I gave this speech yesterday at a Toastmasters Speech Jam – if you were there and wanted to comment on it, feel free to do that here! If you would like to contribute to my trip, you can click the Support Me! link to the left. If you would prefer I mail you a support letter, please e-mail me with your address. Thank you! –Angi
I am only one. But still, I am one. I cannot do everything. But I can do something. The Something I ought to do, I can do. And by the grace of God, I will. – Edward Everett Hale, founder of the Helping Friends Society
Fellow Toastmasters, and most welcome guests,
If you were offered the opportunity to travel the world, would you go?
There are a few conditions, so I want you to really think about these things.
You will be gone for one year, leaving your friends and family behind. If you are married, you can choose to take your spouse. But you don’t have to. Do you go, or are you too tied to these people?

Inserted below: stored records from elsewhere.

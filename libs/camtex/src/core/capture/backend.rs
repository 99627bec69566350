// Copyright (c) 2025 Jonathan Fontanez
// SPDX-License-Identifier: BUSL-1.1

use std::sync::Arc;

use super::{CameraFacing, CameraPlatform, CaptureEventHandler, LensFacing};
use crate::core::diagnostics::DiagnosticSink;
use crate::core::error::{CameraError, Result};
use crate::core::handles::{
    CameraDeviceHandle, CameraId, CameraManagerHandle, CaptureRequestHandle, CaptureSessionHandle,
    ExternalImageHandle, ImageSurfaceHandle, NativeWindowHandle, OutputContainerHandle,
    OutputTargetHandle, SessionOutputHandle,
};

/// A camera reported by the platform.
#[derive(Debug, Clone, PartialEq, Eq)]
pub struct CameraInfo {
    pub id: CameraId,
    pub facing: LensFacing,
}

/// Opens one physical camera and runs one repeating preview request into a
/// single output surface.
#[derive(Clone)]
pub struct CaptureBackend {
    platform: Arc<dyn CameraPlatform>,
    events: Arc<dyn CaptureEventHandler>,
    diagnostics: Arc<dyn DiagnosticSink>,
}

impl CaptureBackend {
    pub fn new(
        platform: Arc<dyn CameraPlatform>,
        events: Arc<dyn CaptureEventHandler>,
        diagnostics: Arc<dyn DiagnosticSink>,
    ) -> Self {
        Self {
            platform,
            events,
            diagnostics,
        }
    }

    pub fn platform(&self) -> &Arc<dyn CameraPlatform> {
        &self.platform
    }

    /// Every camera id with its lens facing, in platform order.
    pub fn list_cameras(&self) -> Result<Vec<CameraInfo>> {
        let manager = self.platform.create_manager()?;
        let cameras = self.describe_cameras(manager);
        self.release("camera manager", self.platform.delete_manager(manager));
        cameras
    }

    /// First camera whose lens faces `facing`, `None` when there is none.
    pub fn select_camera(
        &self,
        manager: CameraManagerHandle,
        facing: CameraFacing,
    ) -> Result<Option<CameraId>> {
        let wanted = facing.lens();
        for id in self.platform.camera_ids(manager)? {
            match self.platform.lens_facing(manager, &id) {
                Ok(lens) if lens == wanted => return Ok(Some(id)),
                Ok(_) => {}
                Err(e) => tracing::debug!("Camera: skipping {} (no lens facing: {})", id, e),
            }
        }
        Ok(None)
    }

    /// Open the `facing` camera and start streaming into a new image surface
    /// latched into `image`.
    ///
    /// On error every handle acquired so far is released before returning.
    pub fn start(
        &self,
        facing: CameraFacing,
        image: ExternalImageHandle,
        width: u32,
        height: u32,
        queue_depth: u32,
    ) -> Result<CaptureSession> {
        let platform = self.platform.as_ref();
        let mut session = CaptureSession::empty(
            Arc::clone(&self.platform),
            Arc::clone(&self.diagnostics),
        );

        let manager = platform.create_manager()?;
        session.manager = Some(manager);

        let id = self
            .select_camera(manager, facing)?
            .ok_or(CameraError::CameraNotFound(facing))?;
        tracing::info!("Camera: opening {} camera {}", facing, id);

        let device = platform.open_device(manager, &id, Arc::clone(&self.events))?;
        session.device = Some(device);

        let surface = platform.create_image_surface(image, width, height, queue_depth)?;
        session.surface = Some(surface);

        let window = platform.acquire_window(surface)?;
        session.window = Some(window);

        let request = platform.create_preview_request(device)?;
        session.request = Some(request);

        let output = platform.create_session_output(window)?;
        session.output = Some(output);

        let container = platform.create_output_container()?;
        session.container = Some(container);
        platform.add_output(container, output)?;

        let target = platform.create_output_target(window)?;
        session.target = Some(target);
        platform.add_target(request, target)?;

        let capture = platform.create_capture_session(device, container, Arc::clone(&self.events))?;
        session.session = Some(capture);

        platform.set_repeating_request(capture, request, Arc::clone(&self.events))?;
        session.repeating = true;

        session.camera_id = Some(id);
        tracing::info!("Camera: repeating preview request started ({}x{})", width, height);
        Ok(session)
    }

    // Cameras without readable lens facing are skipped, as in `select_camera`.
    fn describe_cameras(&self, manager: CameraManagerHandle) -> Result<Vec<CameraInfo>> {
        let cameras = self
            .platform
            .camera_ids(manager)?
            .into_iter()
            .filter_map(|id| match self.platform.lens_facing(manager, &id) {
                Ok(facing) => Some(CameraInfo { id, facing }),
                Err(e) => {
                    tracing::debug!("Camera: skipping {} (no lens facing: {})", id, e);
                    None
                }
            })
            .collect();
        Ok(cameras)
    }

    fn release(&self, resource: &'static str, result: Result<()>) {
        if let Err(e) = result {
            self.diagnostics.teardown_failed(resource, &e);
        }
    }
}

impl std::fmt::Debug for CaptureBackend {
    fn fmt(&self, f: &mut std::fmt::Formatter<'_>) -> std::fmt::Result {
        f.debug_struct("CaptureBackend").finish_non_exhaustive()
    }
}

/// Every OS handle of one running capture. Released in teardown order on
/// [`stop`](Self::stop) or drop.
pub struct CaptureSession {
    platform: Arc<dyn CameraPlatform>,
    diagnostics: Arc<dyn DiagnosticSink>,
    camera_id: Option<CameraId>,
    manager: Option<CameraManagerHandle>,
    device: Option<CameraDeviceHandle>,
    surface: Option<ImageSurfaceHandle>,
    window: Option<NativeWindowHandle>,
    request: Option<CaptureRequestHandle>,
    output: Option<SessionOutputHandle>,
    container: Option<OutputContainerHandle>,
    target: Option<OutputTargetHandle>,
    session: Option<CaptureSessionHandle>,
    repeating: bool,
}

impl CaptureSession {
    fn empty(platform: Arc<dyn CameraPlatform>, diagnostics: Arc<dyn DiagnosticSink>) -> Self {
        Self {
            platform,
            diagnostics,
            camera_id: None,
            manager: None,
            device: None,
            surface: None,
            window: None,
            request: None,
            output: None,
            container: None,
            target: None,
            session: None,
            repeating: false,
        }
    }

    pub fn camera_id(&self) -> Option<&CameraId> {
        self.camera_id.as_ref()
    }

    /// Latch the newest captured image into the external image.
    pub fn update_latest_image(&self) -> Result<bool> {
        let surface = self
            .surface
            .ok_or_else(|| CameraError::Capture("image surface released".into()))?;
        self.platform.update_latest_image(surface)
    }

    /// Stop capturing and release every handle. Never fails.
    pub fn stop(mut self) {
        self.release_all();
    }

    fn release_all(&mut self) {
        let platform = Arc::clone(&self.platform);

        if let Some(session) = self.session.take() {
            if std::mem::take(&mut self.repeating) {
                self.report("repeating request", platform.stop_repeating(session));
            }
            self.report("capture session", platform.close_session(session));
        }
        if let Some(container) = self.container.take() {
            self.report("output container", platform.free_output_container(container));
        }
        if let Some(output) = self.output.take() {
            self.report("session output", platform.free_session_output(output));
        }
        if let Some(target) = self.target.take() {
            self.report("output target", platform.free_output_target(target));
        }
        if let Some(window) = self.window.take() {
            self.report("native window", platform.release_window(window));
        }
        if let Some(surface) = self.surface.take() {
            self.report("image surface", platform.release_image_surface(surface));
        }
        if let Some(request) = self.request.take() {
            self.report("capture request", platform.free_request(request));
        }
        if let Some(device) = self.device.take() {
            self.report("camera device", platform.close_device(device));
        }
        if let Some(manager) = self.manager.take() {
            self.report("camera manager", platform.delete_manager(manager));
        }

        if let Some(id) = self.camera_id.take() {
            tracing::info!("Camera: closed camera {}", id);
        }
    }

    fn report(&self, resource: &'static str, result: Result<()>) {
        if let Err(e) = result {
            self.diagnostics.teardown_failed(resource, &e);
        }
    }
}

impl Drop for CaptureSession {
    fn drop(&mut self) {
        self.release_all();
    }
}

impl std::fmt::Debug for CaptureSession {
    fn fmt(&self, f: &mut std::fmt::Formatter<'_>) -> std::fmt::Result {
        f.debug_struct("CaptureSession")
            .field("camera_id", &self.camera_id)
            .field("repeating", &self.repeating)
            .finish_non_exhaustive()
    }
}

You will not just be touring each country you visit. You will be living for a month in each place. Sometimes you will be in cities, more often in rural areas and you will never have 5 star accommodations. No Ritz Carlton, no QE2 style cruise ships. In fact, any hotel with hot, running water will become a luxury. You will become very familiar with camping. You will be living as the majority of people in that country live. Do you go? Or are you unwilling to give up your Tempur-Pedic mattress and goose down pillow?
You will not be on this journey alone. You will be accompanied by 4-6 strangers, at least to begin with – they will become your family for the next year. You will live with them, cook with them, eat with them and spend almost every hour of every day with them. Do you go? Or are you too afraid of living with new people?
Here is what gets most people. This is not a European Vacation. You will not have any say in which countries you visit. Your destinations are in South America, Africa, and Asia. Where you are going, your path can change in an instant, a tsunami, an earthquake, a new line on the political map – all can force you to move countries with a moments notice. Do you go? Or are you too afraid to relinquish control?
You will be fully immersed in each culture you encounter, working five, six, or seven days a week. You may have a choice between an orphanage and a field. You may find yourself in South Africa working in an AIDS clinic, or helping earthquake victims in Peru, or working in an orphanage in Cambodia, introducing a six year old to Crayola Crayons. Do you go? Or are you a point in your life where you prefer to work and experience life from your desk?
These are all questions I have asked myself in the last few months. And the answer I have come up with? I would go. And in fact, I am going. I am leaving in July on The World Race. Think, the TV show ‘The Amazing Race’ colliding with Habitat for Humanity and the Peace Corps.
I will literally be racing from country to country, and in each country I will be participating in 4 weeks of missions and ministry, helping out people in mostly 3rd world countries.
In all likelihood, I could end up living in any of the following countries: Mexico, Guatemala, Panama, Peru, Swaziland, Kenya, South Africa, China, Cambodia, Thailand, and the Philippines.
This endeavor means I have to give up many things here. As of July 1, my house will be rented, my car sold, my life packed into boxes and in some cases carted off by others at a yardsale. For the next year, my whole life has to fit in a backpack. Take a moment, close your eyes, and just imagine. What do you need for a year? Clothes? Computer? Pictures of family and friends? Sleeping bag, tent, pillow? A way to cook food… to purify water… plate, cup, bowl, utensils? Ipod? How many of you need to take your TV? Can you give up all of your favorite shows for a year?
I also have to fundraise $18,000 to participate in the World Race. This covers food, lodging, travel, and extraction insurance. It works out to a little over $1600 a month. Not a terribly large sum – about $50 a day. And I am looking to everyone I know to help me. This is not a weekend adventure, or a trifling diversion. This is something that stems from a place deep in my heart, calling out for me to be a part of something bigger than myself. Bigger than Holderness, and bigger than even Squam and New Hampshire. I am only one. But still, I am one. This is me, devoting almost a year of my life to service to others.
Winston Churchill once said that you make a living by what you get, but you make a life by what you give. Please, be only one. Contribute only enough for me to spend one day on the Race. Thank you.